The UK’s first Autumn Budget under Labour since 2010 has set a decisive tone for the nation’s economic direction. Delivered by our first ever female Chancellor of the Exchequer, Rachel Reeves, an economist and former Bank of England analyst, the budget combines her financial expertise with Labour’s vision for sustainable growth and social fairness. Plugging the so-called £22bn “black hole” in the nation’s finances.
In this article, Companion Accountancy unpacks the major updates, helping individuals and businesses understand how these changes will influence the economic landscape and affect daily financial decisions.
Inflation and economic growth forecasts
According to the Office for Budget Responsibility (OBR), inflation is expected to stabilise over the next few years. Projected Consumer Price Index (CPI) inflation is set to average 2.5% this year and slowly decrease to the government’s 2.0% target by 2029. However, growth expectations from the OBR for the next two years are notably higher than anticipated by the Bank of England, which may affect interest rates. If inflation remains higher, the Bank of England may adjust its plans for reducing interest rates, potentially affecting borrowing costs for businesses.
Wage increases: Higher minimum wages on the horizon
From April 2025, the National Living Wage for individuals aged 21 and over will increase by 6.7%, rising from £11.44 to £12.21 per hour. Additionally:
- Workers aged 18 to 20 will see a wage increase from £8.60 to £10.00 per hour.
- Apprentices will benefit from the most substantial rise, with their hourly rate increasing from £6.40 to £7.55.
These wage increases will affect labour costs for businesses, especially those relying on younger workers or apprentices. However, they also aim to help improve living standards and encourage employment in various sectors.
Income tax and personal allowance thresholds
Personal tax thresholds will be indexed to inflation in 2028/2029, allowing some adjustment for cost-of-living increases. However, prior freezes remain in effect, which means individuals won’t see increases in their personal allowances until then. With annual salary inflation rates of around the 3-4% mark this will result in more employees falling into higher tax thresholds, a way to increase tax revenues without raising the rates.
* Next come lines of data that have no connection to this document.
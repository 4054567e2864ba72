// Copyright (C) 2025 SyncMyOrders Sp. z o.o.
// SPDX-License-Identifier: AGPL-3.0-or-later
//! Durable run state.
//!
//! The [`StateStore`] trait is the single mutator of run state. Every
//! mutation of the stack, step data or status is a compare-and-set on the
//! run's version counter, and pause consumption is atomic with the step data
//! it writes.
//!
//! # Layout
//!
//! | Per run | Per pause |
//! |---------|-----------|
//! | metadata (status, version, event, flags) | pause record |
//! | stack: ordered step hashes | index `(tenant, event) → pauses` |
//! | step data: hash → JSON | expiry index for timeout scans |
//! | attempts: hash → count | |
//!
//! # Backends
//!
//! - [`MemoryStateStore`]: mutex-guarded maps, for development and tests.
//! - [`SqliteStateStore`]: SQLite via sqlx, one transaction per mutation.

mod memory;
mod sqlite;

pub use memory::MemoryStateStore;
pub use sqlite::SqliteStateStore;

use std::collections::HashMap;
use std::fmt;
use std::str::FromStr;
use std::time::Duration;

use async_trait::async_trait;
use chrono::{DateTime, Utc};
use serde::{Deserialize, Serialize};
use serde_json::{Map, Value};

use crate::error::Result;
use crate::event::Event;
use crate::ids::{FunctionId, PauseId, RunId, TenantId};

/// Lifecycle status of a run.
#[derive(Debug, Clone, Copy, PartialEq, Eq, Hash, Serialize, Deserialize)]
#[serde(rename_all = "lowercase")]
pub enum RunStatus {
    Scheduled,
    Running,
    Paused,
    Completed,
    Failed,
    Cancelled,
}

impl RunStatus {
    pub fn as_str(&self) -> &'static str {
        match self {
            Self::Scheduled => "scheduled",
            Self::Running => "running",
            Self::Paused => "paused",
            Self::Completed => "completed",
            Self::Failed => "failed",
            Self::Cancelled => "cancelled",
        }
    }

    pub fn is_terminal(&self) -> bool {
        matches!(self, Self::Completed | Self::Failed | Self::Cancelled)
    }

    /// Terminal statuses are final; everything else may move anywhere
    /// except back to `Scheduled`.
    pub fn can_transition_to(&self, next: RunStatus) -> bool {
        if self.is_terminal() {
            return false;
        }
        next != Self::Scheduled || *self == Self::Scheduled
    }
}

impl fmt::Display for RunStatus {
    fn fmt(&self, f: &mut fmt::Formatter<'_>) -> fmt::Result {
        f.write_str(self.as_str())
    }
}

impl FromStr for RunStatus {
    type Err = String;

    fn from_str(s: &str) -> std::result::Result<Self, Self::Err> {
        Ok(match s {
            "scheduled" => Self::Scheduled,
            "running" => Self::Running,
            "paused" => Self::Paused,
            "completed" => Self::Completed,
            "failed" => Self::Failed,
            "cancelled" => Self::Cancelled,
            other => return Err(format!("unknown run status '{}'", other)),
        })
    }
}

/// Run metadata.
#[derive(Debug, Clone, PartialEq, Serialize, Deserialize)]
pub struct RunMetadata {
    pub run_id: RunId,
    pub tenant: TenantId,
    pub function_id: FunctionId,
    pub status: RunStatus,
    /// Bumped by every stack or step-data change and by `set_status`.
    /// Pause bookkeeping moves a run between `Paused` and `Running` without
    /// bumping it.
    pub version: u64,
    /// The triggering event.
    pub event: Event,
    /// The batch the triggering event arrived in, if any.
    pub events: Vec<Event>,
    /// Why the run failed or was cancelled.
    pub cause: Option<Value>,
    /// Return value of a completed run.
    pub output: Option<Value>,
    pub idempotency_key: String,
    /// Hashing version reported by the SDK.
    pub request_version: i32,
    /// Set once the run has executed steps in parallel.
    pub disable_immediate_execution: bool,
    /// Concurrency slot held while the run is active.
    pub concurrency_key: Option<String>,
    pub created_at: DateTime<Utc>,
    pub updated_at: DateTime<Utc>,
}

/// Everything needed to create a run.
#[derive(Debug, Clone)]
pub struct NewRun {
    pub run_id: RunId,
    pub tenant: TenantId,
    pub function_id: FunctionId,
    pub event: Event,
    pub events: Vec<Event>,
    pub idempotency_key: String,
    pub concurrency_key: Option<String>,
    pub created_at: DateTime<Utc>,
}

impl NewRun {
    pub(crate) fn into_metadata(self) -> RunMetadata {
        RunMetadata {
            run_id: self.run_id,
            tenant: self.tenant,
            function_id: self.function_id,
            status: RunStatus::Scheduled,
            version: 0,
            event: self.event,
            events: self.events,
            cause: None,
            output: None,
            idempotency_key: self.idempotency_key,
            request_version: 1,
            disable_immediate_execution: false,
            concurrency_key: self.concurrency_key,
            created_at: self.created_at,
            updated_at: self.created_at,
        }
    }
}

/// Key that makes run creation idempotent.
pub fn idempotency_key(tenant: &TenantId, event_id: &str, function_id: &FunctionId) -> String {
    format!("{}:{}:{}", tenant, event_id, function_id)
}

/// Result of [`StateStore::create`].
#[derive(Debug, Clone, Copy, PartialEq, Eq)]
pub struct Created {
    pub run_id: RunId,
    /// False when an earlier run with the same idempotency key was returned.
    pub created: bool,
}

/// Snapshot of one run.
#[derive(Debug, Clone, PartialEq)]
pub struct RunState {
    pub meta: RunMetadata,
    pub stack: Vec<String>,
    pub steps: HashMap<String, Value>,
    pub attempts: HashMap<String, u32>,
}

impl RunState {
    pub fn attempt(&self, hash: &str) -> u32 {
        self.attempts.get(hash).copied().unwrap_or(0)
    }

    pub fn has_step(&self, hash: &str) -> bool {
        self.steps.contains_key(hash)
    }

    /// Step data as the JSON object sent to the SDK.
    pub fn steps_object(&self) -> Value {
        Value::Object(
            self.steps
                .iter()
                .map(|(k, v)| (k.clone(), v.clone()))
                .collect::<Map<String, Value>>(),
        )
    }
}

/// Result of [`StateStore::append_step`].
#[derive(Debug, Clone, Copy, PartialEq, Eq)]
pub enum AppendOutcome {
    /// The value was written and the hash pushed to the stack.
    Appended { version: u64 },
    /// The hash already had a value; nothing changed.
    AlreadySet { version: u64 },
}

impl AppendOutcome {
    pub fn version(&self) -> u64 {
        match self {
            Self::Appended { version } | Self::AlreadySet { version } => *version,
        }
    }
}

/// What a pause waits for.
#[derive(Debug, Clone, Copy, PartialEq, Eq, Hash, Serialize, Deserialize)]
#[serde(rename_all = "lowercase")]
pub enum PauseKind {
    /// `waitForEvent` from the SDK, or an async edge.
    Wait,
    /// An invoked function's completion.
    Invoke,
    /// A cancellation rule.
    Cancel,
}

impl PauseKind {
    pub fn as_str(&self) -> &'static str {
        match self {
            Self::Wait => "wait",
            Self::Invoke => "invoke",
            Self::Cancel => "cancel",
        }
    }

    /// Whether a pending pause of this kind holds the run in `Paused`.
    pub fn blocks_run(&self) -> bool {
        !matches!(self, Self::Cancel)
    }
}

/// A durable wait on a future event.
#[derive(Debug, Clone, PartialEq, Serialize, Deserialize)]
pub struct Pause {
    pub id: PauseId,
    pub tenant: TenantId,
    pub run_id: RunId,
    pub function_id: FunctionId,
    pub kind: PauseKind,
    /// Step that created the pause.
    pub incoming: String,
    /// Step the run continues at once the pause is consumed.
    pub resume_step: String,
    /// Step hash receiving the resume value. `None` for cancellation pauses.
    pub data_key: Option<String>,
    pub event: String,
    pub expression: Option<String>,
    /// The run's triggering event, bound as `event` when matching.
    pub trigger_event: Value,
    pub created_at: DateTime<Utc>,
    pub expires_at: DateTime<Utc>,
    #[serde(default)]
    pub consumed: bool,
}

impl Pause {
    pub fn is_expired(&self, now: DateTime<Utc>) -> bool {
        now >= self.expires_at
    }

    pub fn ttl(&self, now: DateTime<Utc>) -> Duration {
        (self.expires_at - now).to_std().unwrap_or_default()
    }
}

/// How a pause is being consumed.
#[derive(Debug, Clone, Copy, PartialEq, Eq)]
pub enum ConsumeMode {
    /// A matching event arrived. Fails with `Expired` past the deadline.
    Event,
    /// The pause timed out.
    Timeout,
}

/// Result of [`StateStore::consume_pause`].
#[derive(Debug, Clone, PartialEq)]
pub enum ConsumeResult {
    /// This caller consumed the pause. Carries the pause as it was.
    Consumed(Pause),
    /// Someone else consumed it first, or it was removed with its run.
    AlreadyConsumed,
    /// The deadline passed; the timeout path owns it now.
    Expired,
}

/// Durable, linearizable run state.
#[async_trait]
pub trait StateStore: Send + Sync {
    /// Create a run in `Scheduled`. Idempotent on the run's idempotency key.
    async fn create(&self, run: NewRun) -> Result<Created>;

    async fn load(&self, run_id: &RunId) -> Result<Option<RunState>>;

    async fn load_metadata(&self, run_id: &RunId) -> Result<Option<RunMetadata>>;

    /// The run created under `idempotency_key`, if any.
    async fn find_run(&self, idempotency_key: &str) -> Result<Option<RunMetadata>>;

    /// Set `hash` to `data` and push it to the stack, if the run is still at
    /// `expected_version`. First writer wins: an existing value is kept.
    async fn append_step(
        &self,
        run_id: &RunId,
        hash: &str,
        data: Value,
        expected_version: u64,
    ) -> Result<AppendOutcome>;

    async fn set_attempt(&self, run_id: &RunId, hash: &str, attempt: u32) -> Result<()>;

    /// Change status. Terminal statuses are final.
    async fn set_status(
        &self,
        run_id: &RunId,
        status: RunStatus,
        cause: Option<Value>,
    ) -> Result<RunMetadata>;

    async fn set_output(&self, run_id: &RunId, output: Value) -> Result<()>;

    async fn set_request_version(&self, run_id: &RunId, version: i32) -> Result<()>;

    async fn mark_parallel(&self, run_id: &RunId) -> Result<()>;

    /// Persist a pause and index it. A blocking pause moves an active run to
    /// `Paused`. Saving over a consumed pause is a no-op.
    async fn save_pause(&self, pause: &Pause) -> Result<()>;

    async fn load_pause(&self, id: &PauseId) -> Result<Option<Pause>>;

    /// Unconsumed pauses for `(tenant, event)`, oldest first, ties by ID.
    async fn pauses_by_event(&self, tenant: &TenantId, event: &str) -> Result<Vec<Pause>>;

    /// Unconsumed pauses owned by a run.
    async fn pauses_for_run(&self, run_id: &RunId) -> Result<Vec<Pause>>;

    /// Consume a pause exactly once.
    ///
    /// In one atomic step: mark the pause consumed, drop it from the
    /// indexes, write `data` to its `data_key` (pushing the stack), and move
    /// a `Paused` run with no other blocking pause back to `Running`.
    async fn consume_pause(
        &self,
        id: &PauseId,
        data: Option<Value>,
        mode: ConsumeMode,
        now: DateTime<Utc>,
    ) -> Result<ConsumeResult>;

    async fn delete_pause(&self, id: &PauseId) -> Result<()>;

    /// Consumed pauses not yet deleted: their resumption may not have been
    /// handed off.
    async fn consumed_pauses(&self, limit: usize) -> Result<Vec<Pause>>;

    /// Unconsumed pauses whose deadline is at or before `now`.
    async fn expired_pauses(&self, now: DateTime<Utc>, limit: usize) -> Result<Vec<Pause>>;

    /// Release everything a finished run holds: pauses and its concurrency slot.
    async fn cleanup(&self, run_id: &RunId) -> Result<()>;

    /// Take a slot under `key` for `run_id` if fewer than `limit` are held.
    /// Re-acquiring a slot already held succeeds.
    async fn acquire_slot(&self, key: &str, run_id: &RunId, limit: u32) -> Result<bool>;

    /// Count a start against a fixed-window rate limit. False when over.
    async fn rate_limit(
        &self,
        key: &str,
        limit: u32,
        period: Duration,
        now: DateTime<Utc>,
    ) -> Result<bool>;
}

/// Start of the fixed window containing `now`, in milliseconds.
pub(crate) fn window_start(now: DateTime<Utc>, period: Duration) -> i64 {
    let period_ms = (period.as_millis() as i64).max(1);
    let now_ms = now.timestamp_millis();
    now_ms - now_ms.rem_euclid(period_ms)
}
Increased employment allowance
To help businesses manage rising wage costs, the government is doubling the Employment Allowance from £5,000 to £10,500. This allowance helps reduce the amount of National Insurance contributions (NICs) that smaller employers need to pay. Any business with an employee, or two directors, will receive a higher Employers NIC rebate. Any company with an NIC bill more than £100k does not qualify, so this will be an increased relief for smaller sized businesses or those with few employees. For around 865,000 businesses, this increase means paying no NICs in the next year, which could offer significant savings.
Increases to National Insurance Contributions (NICs)
Employers’ NICs will increase from 13.8% to 15%. Additionally, the threshold for NICs will be lowered, meaning businesses will now start paying NICs on employee earnings above £5,000 instead of the previous £9,100. Small businesses will see higher payroll taxes because of this increase, which could impact hiring costs.
Business Asset Disposal Relief and Capital Gains Tax (CGT)
Business Asset Disposal Relief (BADR), formerly known as Entrepreneurs’ Relief, is a tax relief in the UK that allows eligible individuals to pay a reduced rate of Capital Gains Tax (CGT) – currently 10% – on profits made from selling or “disposing of” all or part of a business. Announced in the budget Business Asset Disposal Relief will remain at 10% this year, before rising to 14% in April 2025 and to 18% from 2026/27, maintaining a significant gap compared to the higher rate of CGT.
The lower CGT rate will rise from 10% to 18%, while the higher rate will go from 20% to 24%. However, rates for residential property sales will stay unchanged at 18% for basic-rate taxpayers and 24% for higher-rate taxpayers.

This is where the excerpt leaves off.